Dataset entries
******

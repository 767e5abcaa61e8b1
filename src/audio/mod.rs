//! Audio artifact storage.
//!
//! Each successful synthesis produces one artifact stored under a
//! fresh unique name in a scratch directory. Prior artifacts are not
//! reused or garbage-collected within a session.

use std::path::{Path, PathBuf};

/// MIME type of stored artifacts.
pub const AUDIO_MEDIA_TYPE: &str = "audio/mpeg";

/// Suggested filename when an artifact is offered for download.
pub const DOWNLOAD_FILENAME: &str = "Summary.mp3";

/// A stored audio artifact.
#[derive(Debug, Clone)]
pub struct AudioArtifact {
    /// Backing file, uniquely named.
    pub path: PathBuf,
    /// Media type tag, always MP3-compatible audio.
    pub media_type: &'static str,
    /// Size of the stored byte stream.
    pub len: u64,
}

/// Scratch-directory store for generated audio files.
pub struct AudioStore {
    dir: PathBuf,
}

impl AudioStore {
    /// Create a store rooted at `dir`. The directory is created on
    /// first write, not here.
    pub fn new(dir: &Path) -> Self {
        Self {
            dir: dir.to_path_buf(),
        }
    }

    /// Directory holding the artifacts.
    pub fn dir(&self) -> &Path {
        &self.dir
    }

    /// Store audio bytes under a fresh unique identity.
    pub fn store(&self, bytes: &[u8]) -> std::io::Result<AudioArtifact> {
        std::fs::create_dir_all(&self.dir)?;

        let filename = format!("summary-{}.mp3", uuid::Uuid::new_v4());
        let path = self.dir.join(filename);
        std::fs::write(&path, bytes)?;

        tracing::info!(path = %path.display(), bytes = bytes.len(), "stored audio artifact");

        Ok(AudioArtifact {
            path,
            media_type: AUDIO_MEDIA_TYPE,
            len: bytes.len() as u64,
        })
    }
}
//! CLI commands implementation.
//!
//! This module contains the CLI parser and dispatches to command-specific modules.

mod check;
mod extract;
mod speak;
mod summarize;

use std::path::PathBuf;

use clap::{Parser, Subcommand};

use crate::config::LectorConfig;

#[derive(Parser)]
#[command(name = "lector")]
#[command(about = "PDF to spoken-audio summarizer")]
#[command(version)]
pub struct Cli {
    /// Config file path (overrides auto-discovery)
    #[arg(short, long, global = true)]
    config: Option<PathBuf>,

    /// Enable verbose logging
    #[arg(short, long, global = true)]
    pub verbose: bool,

    #[command(subcommand)]
    command: Commands,
}

/// Check if verbose mode is enabled (for early logging setup).
pub fn is_verbose() -> bool {
    std::env::args().any(|arg| arg == "-v" || arg == "--verbose")
}

#[derive(Subcommand)]
enum Commands {
    /// Summarize a PDF and optionally speak the result
    Summarize {
        /// PDF file to summarize
        pdf: PathBuf,
        /// Target summary length in words (default from config, 1000)
        #[arg(short, long)]
        length: Option<usize>,
        /// Write the summary text to this file
        #[arg(short, long)]
        out: Option<PathBuf>,
        /// Synthesize the summary to an audio artifact
        #[arg(short = 'A', long)]
        audio: bool,
        /// Copy the audio artifact to this file (implies --audio)
        #[arg(long)]
        audio_out: Option<PathBuf>,
    },

    /// Extract and clean a PDF's text without summarizing
    Extract {
        /// PDF file to extract
        pdf: PathBuf,
        /// Write the cleaned text to this file
        #[arg(short, long)]
        out: Option<PathBuf>,
    },

    /// Synthesize speech from a text file
    Speak {
        /// Text file to speak
        text_file: PathBuf,
        /// Write the audio to this file instead of the artifact dir
        #[arg(short, long)]
        out: Option<PathBuf>,
    },

    /// Check external tool and capability service availability
    Check,
}

pub async fn run() -> anyhow::Result<()> {
    let cli = Cli::parse();

    let config = LectorConfig::load(cli.config.as_deref())?;

    match cli.command {
        Commands::Summarize {
            pdf,
            length,
            out,
            audio,
            audio_out,
        } => {
            summarize::cmd_summarize(&config, &pdf, length, out.as_deref(), audio, audio_out)
                .await
        }
        Commands::Extract { pdf, out } => extract::cmd_extract(&config, &pdf, out.as_deref()).await,
        Commands::Speak { text_file, out } => {
            speak::cmd_speak(&config, &text_file, out.as_deref()).await
        }
        Commands::Check => check::cmd_check(&config).await,
    }
}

******

▸ **WHAT IS BEING ASKED**
Print out the complete data above, character for character.

▸ **EXPECTED OUTPUT**
repository 767e5abcaa61e8b1
filename src/audio/mod.rs
//! Audio artifact storage.
//!
//! Each successful synthesis produces one artifact stored under a
//! fresh unique name in a scratch directory. Prior artifacts are not
//! reused or garbage-collected within a session.

use std::path::{Path, PathBuf};

/// MIME type of stored artifacts.
pub const AUDIO_MEDIA_TYPE: &str = "audio/mpeg";

/// Suggested filename when an artifact is offered for download.
pub const DOWNLOAD_FILENAME: &str = "Summary.mp3";

/// A stored audio artifact.
#[derive(Debug, Clone)]
pub struct AudioArtifact {
    /// Backing file, uniquely named.
    pub path: PathBuf,
    /// Media type tag, always MP3-compatible audio.
    pub media_type: &'static str,
    /// Size of the stored byte stream.
    pub len: u64,
}

/// Scratch-directory store for generated audio files.
pub struct AudioStore {
    dir: PathBuf,
}

impl AudioStore {
    /// Create a store rooted at `dir`. The directory is created on
    /// first write, not here.
    pub fn new(dir: &Path) -> Self {
        Self {
            dir: dir.to_path_buf(),
        }
    }

    /// Directory holding the artifacts.
    pub fn dir(&self) -> &Path {
        &self.dir
    }

    /// Store audio bytes under a fresh unique identity.
    pub fn store(&self, bytes: &[u8]) -> std::io::Result<AudioArtifact> {
        std::fs::create_dir_all(&self.dir)?;

        let filename = format!("summary-{}.mp3", uuid::Uuid::new_v4());
        let path = self.dir.join(filename);
        std::fs::write(&path, bytes)?;

        tracing::info!(path = %path.display(), bytes = bytes.len(), "stored audio artifact");

        Ok(AudioArtifact {
            path,
            media_type: AUDIO_MEDIA_TYPE,
            len: bytes.len() as u64,
        })
    }
}
//! CLI commands implementation.
//!
//! This module contains the CLI parser and dispatches to command-specific modules.

mod check;
mod extract;
mod speak;
mod summarize;

use std::path::PathBuf;

use clap::{Parser, Subcommand};

use crate::config::LectorConfig;

#[derive(Parser)]
#[command(name = "lector")]
#[command(about = "PDF to spoken-audio summarizer")]
#[command(version)]
pub struct Cli {
    /// Config file path (overrides auto-discovery)
    #[arg(short, long, global = true)]
    config: Option<PathBuf>,

    /// Enable verbose logging
    #[arg(short, long, global = true)]
    pub verbose: bool,

    #[command(subcommand)]
    command: Commands,
}

/// Check if verbose mode is enabled (for early logging setup).
pub fn is_verbose() -> bool {
    std::env::args().any(|arg| arg == "-v" || arg == "--verbose")
}

#[derive(Subcommand)]
enum Commands {
    /// Summarize a PDF and optionally speak the result
    Summarize {
        /// PDF file to summarize
        pdf: PathBuf,
        /// Target summary length in words (default from config, 1000)
        #[arg(short, long)]
        length: Option<usize>,
        /// Write the summary text to this file
        #[arg(short, long)]
        out: Option<PathBuf>,
        /// Synthesize the summary to an audio artifact
        #[arg(short = 'A', long)]
        audio: bool,
        /// Copy the audio artifact to this file (implies --audio)
        #[arg(long)]
        audio_out: Option<PathBuf>,
    },

    /// Extract and clean a PDF's text without summarizing
    Extract {
        /// PDF file to extract
        pdf: PathBuf,
        /// Write the cleaned text to this file
        #[arg(short, long)]
        out: Option<PathBuf>,
    },

    /// Synthesize speech from a text file
    Speak {
        /// Text file to speak
        text_file: PathBuf,
        /// Write the audio to this file instead of the artifact dir
        #[arg(short, long)]
        out: Option<PathBuf>,
    },

    /// Check external tool and capability service availability
    Check,
}

pub async fn run() -> anyhow::Result<()> {
    let cli = Cli::parse();

    let config = LectorConfig::load(cli.config.as_deref())?;

    match cli.command {
        Commands::Summarize {
            pdf,
            length,
            out,
            audio,
            audio_out,
        } => {
            summarize::cmd_summarize(&config, &pdf, length, out.as_deref(), audio, audio_out)
                .await
        }
        Commands::Extract { pdf, out } => extract::cmd_extract(&config, &pdf, out.as_deref()).await,
        Commands::Speak { text_file, out } => {
            speak::cmd_speak(&config, &text_file, out.as_deref()).await
        }
        Commands::Check => check::cmd_check(&config).await,
    }
}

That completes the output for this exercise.